3. Data Mining in the Real World
Although data mining is still in its infancy, organizations working in a wide range of
environments - including retail, finance, heath care, manufacturing, transportation, education, natural
resource planning and aerospace - are already using data mining tools and techniques to take advantage of
historical data. By using pattern recognition technologies and statistical and mathematical techniques to sift
through warehoused information, data mining helps analysts recognize significant facts, relationships,
trends, patterns, exceptions and anomalies that might otherwise go unnoticed. We now site some data
mining applications in operation in various fields:
3.2.4 Education
The education domain offers many interesting and challenging applications for data mining. First, an
educational institution often has many diverse and varied sources of information. There are the traditional
databases (e.g. students’ information, teachers’ information, class and schedule information, alumni
information), online information (online web pages and course content pages) and more recently,
multimedia databases. Second, there are many diverse interest groups in the educational domain that give
rise to many interesting mining requirements. For example, the administrators may wish to find out
information such as admission requirements and to predict the class enrollment size for timetabling. The
students may wish to know how best to select courses based on prediction of how well they will perform in
the courses selected. The alumni office may need to know how best to perform target mailing so as to
achieve the best effort in reaching out to those alumni that are likely to respond. All these applications not
only contribute towards the education institute delivering a better quality education experience, but also aid
the institution in running its administrative tasks. With so much information and so many diverse needs, it
is foreseeable that an integrated data mining system that is able to cater for the special needs of an
education institution will be in great demand particularly in the 21st century.
4. Conclusion
Data mining challenges the long standing viewpoint that computers and internet do bring information but
not knowledge. In the new millennium, competitive enterprises will be mining their data with sophisticated
data mining tools to find and attract the best customers, to improve and enhance their product offerings, to
maximize operating efficiency and to cut costs and improve customer satisfaction. With time and resources
in short supply, data mining software will help enterprises maximize resources to remain competitive.

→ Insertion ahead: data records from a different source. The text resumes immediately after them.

//! Error types surfaced by the detection core and its ingestion boundary.

use serde::{Deserialize, Serialize};
use thiserror::Error;

/// Errors the detection engine can surface to a caller.
///
/// Per the engine's contract, malformed rows are skipped at the ingestion
/// boundary rather than failing the whole batch, and an empty batch is not
/// an error at all (`detect` just returns a zeroed result). `Internal`
/// represents a consistency violation that should be unreachable for any
/// input that respects the documented invariants.
#[derive(Error, Debug, Clone, Serialize, Deserialize)]
pub enum DetectionError {
    #[error("malformed transaction record: {0}")]
    MalformedInput(String),

    #[error("internal consistency violation: {0}")]
    Internal(String),
}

In the short-term, the results of data mining will be in profitable, if mundane, business related areas. Micro-
marketing campaigns will explore new niches. Advertising will target potential customers with new
precision.
In the medium term, data mining may be as common and easy to use as e-mail. We may use these tools to
find the best airfare to New York, root out a phone number of a long-lost classmate, or find the best prices
on lawn mowers.
The long-term prospects are truly exciting. Imagine intelligent agents turned loose on medical research
data or on sub-atomic particle data. Computers may reveal new treatments for diseases or new insights into
the nature of the universe.
Thus we see that with the advancements and deployment of sophisticated data mining tools, computers can
think bringing knowledge to our desktops.
Reference:
[1]. A Characterization of Data Mining Technologies and processes, Information Discovery Inc.
[2]. Inmon, W.H. Building the Data Warehouse, New York: John Wiley & Sons, 1993
[3]. Data mining and Knowledge discovery in databases: Usama Fayyad, Ramasami Uthurusami.
[4]. http://www.dmreview.com
[5]. Liebowitz, Jay “The Handbook of Applied Expert Systems”, CRC Press.